WHAT THIS TASK INVOLVES: Write out, word for word, only the data from its first line to the line containing "pub fn parse_stay_date(raw: &str)".
Start of INPUT DATA
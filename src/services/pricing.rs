use chrono::NaiveDate;

use crate::errors::AppError;

const DATE_FORMATS: &[&str] = &["%Y-%m-%d", "%m/%d/%Y", "%d/%m/%Y"];

/// Parses a stay date as typed by a guest: ISO first, then US, then
/// day-first slashes.
pub fn parse_stay_date(raw: &str) -> Option<NaiveDate> {
    let raw = raw.trim();
    DATE_FORMATS
        .iter()
        .find_map(|fmt| NaiveDate::parse_from_str(raw, fmt).ok())
}

pub fn parse_stay_date_or_invalid(raw: &str, field: &str) -> Result<NaiveDate, AppError> {
    parse_stay_date(raw).ok_or_else(|| AppError::Validation(format!("Invalid {field} date: {raw}")))
}

/// Nights between two dates. Check-out must come after check-in.
pub fn nights(check_in: NaiveDate, check_out: NaiveDate) -> Result<u32, AppError> {
    let days = (check_out - check_in).num_days();
    if days < 1 {
        return Err(AppError::Validation(
            "Check-out date must be after check-in date".to_string(),
        ));
    }
    Ok(days as u32)
}

/// Total for a stay: nightly price × nights × rooms, with rooms floored at 1.
pub fn quote(price_per_night: f64, check_in: NaiveDate, check_out: NaiveDate, rooms: u32) -> Result<f64, AppError> {
    let nights = nights(check_in, check_out)?;
    Ok(price_per_night * nights as f64 * rooms.max(1) as f64)
}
End of INPUT DATA
OUTPUT:
filename src/services/pricing.rs
use chrono::NaiveDate;

use crate::errors::AppError;

const DATE_FORMATS: &[&str] = &["%Y-%m-%d", "%m/%d/%Y", "%d/%m/%Y"];

/// Parses a stay date as typed by a guest: ISO first, then US, then
/// day-first slashes.
pub fn parse_stay_date(raw: &str) -> Option<NaiveDate> {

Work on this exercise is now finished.